With Piano Concerto No. 1, Brahms set expectation on its ear. Not only did the orchestra play a more prominent role, but at times the hot-ticket soloist provides the accompaniment to the orchestra.

“There are beautiful sections where the orchestra gets to shine, and the pianist is either an equal partner, or … sometimes the pianist is the one that’s providing just the accompaniment while we have this gorgeous flute solo going on, or this really beautiful bassoon solo.”

All of which makes for a lovely concerto experience, but as you can probably guess, flouting a couple of centuries of convention did not exactly go over with audiences back in Brahms’ day.

“It wasn’t super-well received on the get-go,” Gesme said. Audiences actually hissed at the premiere performances. “People were just not expecting what they got. … I’m sure Brahms was devastated.”

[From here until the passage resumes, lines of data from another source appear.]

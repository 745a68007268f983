use serde::Serialize;

/// Room availability for one hotel over one date range.
#[derive(Debug, Clone, Copy, Serialize, PartialEq, Eq)]
#[serde(rename_all = "camelCase")]
pub struct Availability {
    pub available: u32,
    pub total_rooms: u32,
    pub booked_rooms: u32,
}

impl Availability {
    pub fn new(total_rooms: u32, booked_rooms: u32) -> Self {
        Self {
            available: total_rooms.saturating_sub(booked_rooms),
            total_rooms,
            booked_rooms,
        }
    }

    pub fn can_fit(&self, rooms: u32) -> bool {
        self.available >= rooms
    }
}
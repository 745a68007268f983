//! The per-turn state machine that turns a chat into a booking.
//!
//! A turn appends the guest's message, asks the model for a reply, folds
//! whatever the extractor finds into the conversation's booking info and
//! then decides whether to complete. Completion happens at most once per
//! conversation; the storage layer enforces that with a conditional write.

use chrono::Utc;
use rusqlite::Connection;
use serde::Serialize;
use uuid::Uuid;

use crate::db::queries;
use crate::errors::AppError;
use crate::models::{BookingInfo, Conversation, ConversationMessage, ConversationStatus, Hotel, MessageRole};
use crate::services::ai::{prompt, Message};
use crate::services::booking;
use crate::state::AppState;

#[derive(Debug, Serialize)]
#[serde(rename_all = "camelCase")]
pub struct StartedConversation {
    pub session_id: String,
    pub conversation_id: String,
    pub message: String,
    pub messages: Vec<ConversationMessage>,
}

#[derive(Debug, Serialize)]
#[serde(rename_all = "camelCase")]
pub struct TurnReply {
    pub session_id: String,
    pub conversation_id: String,
    /// What the guest sees: marker removed, payment link appended on
    /// completion.
    pub message: String,
    pub messages: Vec<ConversationMessage>,
    pub booking_details: BookingInfo,
    pub suggested_hotels: Option<Vec<Hotel>>,
}

/// `session_<millis>_<9 random chars>`.
pub fn generate_session_id() -> String {
    let suffix: String = Uuid::new_v4().simple().to_string().chars().take(9).collect();
    format!("session_{}_{suffix}", Utc::now().timestamp_millis())
}

fn new_conversation(session_id: &str) -> Conversation {
    let now = Utc::now();
    Conversation {
        id: Uuid::new_v4().to_string(),
        session_id: session_id.to_string(),
        messages: vec![ConversationMessage {
            role: MessageRole::Assistant,
            content: prompt::GREETING.to_string(),
            timestamp: now,
        }],
        booking_info: BookingInfo::default(),
        status: ConversationStatus::Active,
        created_at: now,
        updated_at: now,
        completed_at: None,
    }
}

fn load_or_create(conn: &Connection, session_id: &str) -> anyhow::Result<Conversation> {
    if let Some(conv) = queries::get_conversation(conn, session_id)? {
        return Ok(conv);
    }
    let conv = new_conversation(session_id);
    queries::save_conversation(conn, &conv)?;
    tracing::info!(session_id, conversation_id = %conv.id, "conversation created");
    Ok(conv)
}

fn reload(state: &AppState, session_id: &str) -> Result<Conversation, AppError> {
    queries::get_conversation(&state.db(), session_id)?.ok_or_else(|| AppError::NotFound("Conversation".to_string()))
}

/// Returns the session's conversation, creating it with the greeting when
/// it doesn't exist yet.
pub async fn start_conversation(state: &AppState, session_id: Option<String>) -> Result<StartedConversation, AppError> {
    let session_id = session_id
        .filter(|s| !s.trim().is_empty())
        .unwrap_or_else(generate_session_id);

    let _turn = state.lock_session(&session_id).await;
    let conv = load_or_create(&state.db(), &session_id)?;

    Ok(StartedConversation {
        message: conv.last_content().unwrap_or(prompt::GREETING).to_string(),
        session_id: conv.session_id,
        conversation_id: conv.id,
        messages: conv.messages,
    })
}

/// Runs one turn for `session_id`. `origin` roots the payment link.
pub async fn process_message(
    state: &AppState,
    session_id: &str,
    message: &str,
    origin: Option<&str>,
) -> Result<TurnReply, AppError> {
    let message = message.trim();
    if session_id.trim().is_empty() || message.is_empty() {
        return Err(AppError::Validation("Session ID and message are required".to_string()));
    }

    let _turn = state.lock_session(session_id).await;

    let conversation = {
        let conn = state.db();
        load_or_create(&conn, session_id)?;
        queries::append_message(&conn, session_id, MessageRole::User, message)?
            .ok_or_else(|| AppError::NotFound("Conversation".to_string()))?
    };

    let response = ask_model(state, &conversation).await?;
    let conversation = queries::append_message(&state.db(), session_id, MessageRole::Assistant, &response)?
        .ok_or_else(|| AppError::NotFound("Conversation".to_string()))?;

    let extracted = state.extractor.extract(&conversation.messages);
    let info = persist_merge(state, session_id, &conversation.booking_info, &extracted)?;

    tracing::info!(
        session_id,
        status = conversation.status.as_str(),
        ready = info.has_booking_info(),
        "turn processed"
    );

    let visible = if prompt::signals_completion(&response) {
        complete_on_marker(state, &conversation, info, &response, origin)?
    } else if conversation.is_active() {
        complete_on_fallback(state, session_id, info, &response, origin)?
    } else {
        response
    };

    let location = extracted
        .location
        .clone()
        .or_else(|| conversation.booking_info.location.clone());
    let suggested_hotels = location
        .filter(|_| mentions_hotels(&visible))
        .map(|location| state.catalog().find_matching(&location));

    let conversation = reload(state, session_id)?;
    Ok(TurnReply {
        session_id: conversation.session_id,
        conversation_id: conversation.id,
        message: visible,
        messages: conversation.messages,
        booking_details: conversation.booking_info,
        suggested_hotels,
    })
}

async fn ask_model(state: &AppState, conversation: &Conversation) -> Result<String, AppError> {
    let location = state
        .extractor
        .locate(&conversation.messages)
        .or_else(|| conversation.booking_info.location.clone());
    let hotels = location
        .as_deref()
        .map(|l| state.catalog().find_matching(l))
        .unwrap_or_default();

    let system = prompt::system_prompt(location.as_deref(), &hotels);
    let history: Vec<Message> = conversation.messages.iter().map(Message::from).collect();

    state.llm.chat(&system, &history).await.map_err(AppError::Upstream)
}

/// Merges `update` into `current` and stores the result when it changed.
fn persist_merge(
    state: &AppState,
    session_id: &str,
    current: &BookingInfo,
    update: &BookingInfo,
) -> Result<BookingInfo, AppError> {
    let merged = current.merged(update);
    if merged != *current {
        queries::update_booking_info(&state.db(), session_id, &merged)?;
    }
    Ok(merged)
}

/// Extracts again from the stored conversation and merges onto `info`.
fn refresh(state: &AppState, session_id: &str, info: &BookingInfo) -> Result<BookingInfo, AppError> {
    let conversation = reload(state, session_id)?;
    let extracted = state.extractor.extract(&conversation.messages);
    persist_merge(state, session_id, info, &extracted)
}

/// The model emitted the marker. The marker never reaches the guest; the
/// booking is attempted only while the conversation is still active.
fn complete_on_marker(
    state: &AppState,
    conversation: &Conversation,
    mut info: BookingInfo,
    response: &str,
    origin: Option<&str>,
) -> Result<String, AppError> {
    let session_id = conversation.session_id.as_str();
    let mut visible = prompt::strip_completion_marker(response);

    if conversation.is_active() {
        if !info.has_guest_identity() {
            info = refresh(state, session_id, &info)?;
        }
        if let Some(link) = finalize(state, session_id, &info, origin) {
            visible = prompt::with_payment_link(&visible, &link);
        }
    } else {
        tracing::info!(session_id, "completion marker on a finished conversation, ignored");
    }

    queries::replace_last_assistant_message(&state.db(), session_id, &visible)?;
    Ok(visible)
}

/// No marker: complete anyway once the guest's name and email are known.
/// The model doesn't always emit the marker.
fn complete_on_fallback(
    state: &AppState,
    session_id: &str,
    info: BookingInfo,
    response: &str,
    origin: Option<&str>,
) -> Result<String, AppError> {
    let info = refresh(state, session_id, &info)?;
    if !info.has_guest_identity() {
        return Ok(response.to_string());
    }

    tracing::info!(session_id, "guest identified without completion marker, completing");
    let Some(link) = finalize(state, session_id, &info, origin) else {
        return Ok(response.to_string());
    };

    let visible = prompt::with_payment_link(response, &link);
    queries::replace_last_assistant_message(&state.db(), session_id, &visible)?;
    Ok(visible)
}

/// Books and completes; returns the payment link. A failure leaves the
/// conversation active so a later turn can retry.
fn finalize(state: &AppState, session_id: &str, info: &BookingInfo, origin: Option<&str>) -> Option<String> {
    match booking::complete_with_defaults(state, session_id, info) {
        Ok(booking) => {
            tracing::info!(
                session_id,
                booking_id = %booking.id,
                hotel_id = %booking.hotel_id,
                total = booking.total_amount,
                "booking created from conversation"
            );
            Some(prompt::payment_link(origin, &state.config.frontend_url, &booking.id))
        }
        Err(e) => {
            tracing::warn!(session_id, error = %e, "booking completion failed, will retry next turn");
            None
        }
    }
}

fn mentions_hotels(text: &str) -> bool {
    let text = text.to_lowercase();
    text.contains("hotel") || text.contains("suggest")
}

Be warned: It’s heavy, Gesme said. “It’s Romantic heavy. And I mean ‘heavy’ in the dark chocolate, amazing — whatever you view in terms of, like, you put yourself through the wringer when you go through a Romantic juggernaut.”

The back half of the concert, made up of Austrian composer Joseph Haydn’s last symphony, is the complete opposite of heavy.

“(Haydn) is the epitome of the classical model,” Gesme said. “He can spin a good tune like nobody’s business.”

And he can bait and switch: Symphony No. 104’s early measures suggest a somber affair ahead.

“You think, ‘This is going to be very serious,’ and then, he says, ‘No.’ This is just pure joy … movement after movement after movement,” Gesme said. “It’s a really lovely foil for the Brahms.”

Somewhat confusingly, Haydn wrote 12 symphonies during his two late-career trips to London, collectively known as his London Symphonies. But when someone references “the London Symphony,” they’re referring to No. 104, the last of them.

Whatever you call the piece, the community orchestra is very well-positioned to play it given current talent levels, Gesme said.

“It’s the combination of the right group of people to play this music. I’ve got this perfect combination right now to do an amazing job with this symphony, and they play it so well.”